Required action: Reprint all entries without any alteration.

Data for the task:
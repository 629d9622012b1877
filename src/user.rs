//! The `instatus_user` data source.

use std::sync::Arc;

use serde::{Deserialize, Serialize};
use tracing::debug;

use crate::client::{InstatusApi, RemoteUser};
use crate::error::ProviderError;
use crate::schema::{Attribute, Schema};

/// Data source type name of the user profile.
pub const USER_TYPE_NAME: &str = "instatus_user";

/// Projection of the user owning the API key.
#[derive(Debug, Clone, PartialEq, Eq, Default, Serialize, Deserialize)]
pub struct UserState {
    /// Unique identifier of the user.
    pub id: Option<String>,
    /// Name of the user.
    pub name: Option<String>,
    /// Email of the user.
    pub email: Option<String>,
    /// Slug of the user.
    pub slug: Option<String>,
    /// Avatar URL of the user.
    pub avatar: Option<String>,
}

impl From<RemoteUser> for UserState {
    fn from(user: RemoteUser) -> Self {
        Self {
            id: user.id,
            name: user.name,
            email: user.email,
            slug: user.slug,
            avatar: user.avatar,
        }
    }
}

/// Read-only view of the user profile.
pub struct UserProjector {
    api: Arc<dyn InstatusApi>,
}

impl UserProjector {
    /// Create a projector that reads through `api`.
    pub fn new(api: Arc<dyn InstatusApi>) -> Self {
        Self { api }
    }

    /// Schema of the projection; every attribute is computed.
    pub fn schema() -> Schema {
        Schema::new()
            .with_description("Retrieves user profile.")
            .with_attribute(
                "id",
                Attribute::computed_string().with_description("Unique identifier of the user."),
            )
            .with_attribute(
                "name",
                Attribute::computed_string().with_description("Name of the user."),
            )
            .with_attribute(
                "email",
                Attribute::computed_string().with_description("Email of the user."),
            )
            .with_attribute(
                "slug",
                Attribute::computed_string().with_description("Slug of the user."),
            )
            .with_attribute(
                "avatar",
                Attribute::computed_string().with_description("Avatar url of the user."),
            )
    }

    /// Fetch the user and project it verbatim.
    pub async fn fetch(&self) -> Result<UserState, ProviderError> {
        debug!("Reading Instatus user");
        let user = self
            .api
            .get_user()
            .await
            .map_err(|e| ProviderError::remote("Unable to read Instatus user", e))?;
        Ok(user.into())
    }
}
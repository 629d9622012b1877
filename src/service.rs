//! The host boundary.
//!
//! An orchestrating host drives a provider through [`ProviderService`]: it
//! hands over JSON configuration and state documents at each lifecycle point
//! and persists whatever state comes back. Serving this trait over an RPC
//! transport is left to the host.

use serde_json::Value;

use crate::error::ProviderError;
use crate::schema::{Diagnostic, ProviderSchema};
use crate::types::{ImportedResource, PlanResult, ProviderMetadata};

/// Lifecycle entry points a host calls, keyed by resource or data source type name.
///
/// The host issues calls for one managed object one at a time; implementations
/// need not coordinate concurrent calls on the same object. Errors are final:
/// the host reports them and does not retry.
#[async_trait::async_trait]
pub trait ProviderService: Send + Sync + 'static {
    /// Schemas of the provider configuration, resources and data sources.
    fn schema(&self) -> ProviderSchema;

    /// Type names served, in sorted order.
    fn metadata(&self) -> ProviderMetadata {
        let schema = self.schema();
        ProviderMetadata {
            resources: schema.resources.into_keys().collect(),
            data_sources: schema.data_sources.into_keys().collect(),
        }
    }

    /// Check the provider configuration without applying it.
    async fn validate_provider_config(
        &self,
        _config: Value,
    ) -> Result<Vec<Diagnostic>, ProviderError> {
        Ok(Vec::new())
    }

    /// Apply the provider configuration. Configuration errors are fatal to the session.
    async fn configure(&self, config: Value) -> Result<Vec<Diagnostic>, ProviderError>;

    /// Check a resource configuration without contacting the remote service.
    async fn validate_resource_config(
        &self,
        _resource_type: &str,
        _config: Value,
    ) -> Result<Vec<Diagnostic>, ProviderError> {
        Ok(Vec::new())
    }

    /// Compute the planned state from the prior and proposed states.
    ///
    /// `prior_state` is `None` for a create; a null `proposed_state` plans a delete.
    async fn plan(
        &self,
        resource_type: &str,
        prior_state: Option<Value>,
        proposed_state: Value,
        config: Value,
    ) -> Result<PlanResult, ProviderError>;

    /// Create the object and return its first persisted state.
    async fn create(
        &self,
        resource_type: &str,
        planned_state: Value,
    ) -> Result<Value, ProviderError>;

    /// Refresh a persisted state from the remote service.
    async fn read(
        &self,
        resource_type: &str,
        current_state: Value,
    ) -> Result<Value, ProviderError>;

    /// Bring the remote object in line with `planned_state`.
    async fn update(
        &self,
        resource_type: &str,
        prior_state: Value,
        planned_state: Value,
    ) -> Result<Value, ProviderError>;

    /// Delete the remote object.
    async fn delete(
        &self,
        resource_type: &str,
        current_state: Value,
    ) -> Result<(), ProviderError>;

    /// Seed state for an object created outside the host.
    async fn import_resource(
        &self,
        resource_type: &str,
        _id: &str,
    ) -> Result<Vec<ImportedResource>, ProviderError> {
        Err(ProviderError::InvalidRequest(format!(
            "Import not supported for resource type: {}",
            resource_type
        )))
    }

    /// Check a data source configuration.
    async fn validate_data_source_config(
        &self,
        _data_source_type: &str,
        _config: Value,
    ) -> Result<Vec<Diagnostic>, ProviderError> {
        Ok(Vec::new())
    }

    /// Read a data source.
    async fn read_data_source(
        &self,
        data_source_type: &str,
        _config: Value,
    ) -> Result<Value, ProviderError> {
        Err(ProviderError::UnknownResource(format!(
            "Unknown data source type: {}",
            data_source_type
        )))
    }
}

Expected output:
repository 629d9622012b1877
filename src/user.rs
//! The `instatus_user` data source.

use std::sync::Arc;

use serde::{Deserialize, Serialize};
use tracing::debug;

use crate::client::{InstatusApi, RemoteUser};
use crate::error::ProviderError;
use crate::schema::{Attribute, Schema};

/// Data source type name of the user profile.
pub const USER_TYPE_NAME: &str = "instatus_user";

/// Projection of the user owning the API key.
#[derive(Debug, Clone, PartialEq, Eq, Default, Serialize, Deserialize)]
pub struct UserState {
    /// Unique identifier of the user.
    pub id: Option<String>,
    /// Name of the user.
    pub name: Option<String>,
    /// Email of the user.
    pub email: Option<String>,
    /// Slug of the user.
    pub slug: Option<String>,
    /// Avatar URL of the user.
    pub avatar: Option<String>,
}

impl From<RemoteUser> for UserState {
    fn from(user: RemoteUser) -> Self {
        Self {
            id: user.id,
            name: user.name,
            email: user.email,
            slug: user.slug,
            avatar: user.avatar,
        }
    }
}

/// Read-only view of the user profile.
pub struct UserProjector {
    api: Arc<dyn InstatusApi>,
}

impl UserProjector {
    /// Create a projector that reads through `api`.
    pub fn new(api: Arc<dyn InstatusApi>) -> Self {
        Self { api }
    }

    /// Schema of the projection; every attribute is computed.
    pub fn schema() -> Schema {
        Schema::new()
            .with_description("Retrieves user profile.")
            .with_attribute(
                "id",
                Attribute::computed_string().with_description("Unique identifier of the user."),
            )
            .with_attribute(
                "name",
                Attribute::computed_string().with_description("Name of the user."),
            )
            .with_attribute(
                "email",
                Attribute::computed_string().with_description("Email of the user."),
            )
            .with_attribute(
                "slug",
                Attribute::computed_string().with_description("Slug of the user."),
            )
            .with_attribute(
                "avatar",
                Attribute::computed_string().with_description("Avatar url of the user."),
            )
    }

    /// Fetch the user and project it verbatim.
    pub async fn fetch(&self) -> Result<UserState, ProviderError> {
        debug!("Reading Instatus user");
        let user = self
            .api
            .get_user()
            .await
            .map_err(|e| ProviderError::remote("Unable to read Instatus user", e))?;
        Ok(user.into())
    }
}
repository 629d9622012b1877
filename src/service.rs
//! The host boundary.
//!
//! An orchestrating host drives a provider through [`ProviderService`]: it
//! hands over JSON configuration and state documents at each lifecycle point
//! and persists whatever state comes back. Serving this trait over an RPC
//! transport is left to the host.

use serde_json::Value;

use crate::error::ProviderError;
use crate::schema::{Diagnostic, ProviderSchema};
use crate::types::{ImportedResource, PlanResult, ProviderMetadata};

/// Lifecycle entry points a host calls, keyed by resource or data source type name.
///
/// The host issues calls for one managed object one at a time; implementations
/// need not coordinate concurrent calls on the same object. Errors are final:
/// the host reports them and does not retry.
#[async_trait::async_trait]
pub trait ProviderService: Send + Sync + 'static {
    /// Schemas of the provider configuration, resources and data sources.
    fn schema(&self) -> ProviderSchema;

    /// Type names served, in sorted order.
    fn metadata(&self) -> ProviderMetadata {
        let schema = self.schema();
        ProviderMetadata {
            resources: schema.resources.into_keys().collect(),
            data_sources: schema.data_sources.into_keys().collect(),
        }
    }

    /// Check the provider configuration without applying it.
    async fn validate_provider_config(
        &self,
        _config: Value,
    ) -> Result<Vec<Diagnostic>, ProviderError> {
        Ok(Vec::new())
    }

    /// Apply the provider configuration. Configuration errors are fatal to the session.
    async fn configure(&self, config: Value) -> Result<Vec<Diagnostic>, ProviderError>;

    /// Check a resource configuration without contacting the remote service.
    async fn validate_resource_config(
        &self,
        _resource_type: &str,
        _config: Value,
    ) -> Result<Vec<Diagnostic>, ProviderError> {
        Ok(Vec::new())
    }

    /// Compute the planned state from the prior and proposed states.
    ///
    /// `prior_state` is `None` for a create; a null `proposed_state` plans a delete.
    async fn plan(
        &self,
        resource_type: &str,
        prior_state: Option<Value>,
        proposed_state: Value,
        config: Value,
    ) -> Result<PlanResult, ProviderError>;

    /// Create the object and return its first persisted state.
    async fn create(
        &self,
        resource_type: &str,
        planned_state: Value,
    ) -> Result<Value, ProviderError>;

    /// Refresh a persisted state from the remote service.
    async fn read(
        &self,
        resource_type: &str,
        current_state: Value,
    ) -> Result<Value, ProviderError>;

    /// Bring the remote object in line with `planned_state`.
    async fn update(
        &self,
        resource_type: &str,
        prior_state: Value,
        planned_state: Value,
    ) -> Result<Value, ProviderError>;

    /// Delete the remote object.
    async fn delete(
        &self,
        resource_type: &str,
        current_state: Value,
    ) -> Result<(), ProviderError>;

    /// Seed state for an object created outside the host.
    async fn import_resource(
        &self,
        resource_type: &str,
        _id: &str,
    ) -> Result<Vec<ImportedResource>, ProviderError> {
        Err(ProviderError::InvalidRequest(format!(
            "Import not supported for resource type: {}",
            resource_type
        )))
    }

    /// Check a data source configuration.
    async fn validate_data_source_config(
        &self,
        _data_source_type: &str,
        _config: Value,
    ) -> Result<Vec<Diagnostic>, ProviderError> {
        Ok(Vec::new())
    }

    /// Read a data source.
    async fn read_data_source(
        &self,
        data_source_type: &str,
        _config: Value,
    ) -> Result<Value, ProviderError> {
        Err(ProviderError::UnknownResource(format!(
            "Unknown data source type: {}",
            data_source_type
        )))
    }
}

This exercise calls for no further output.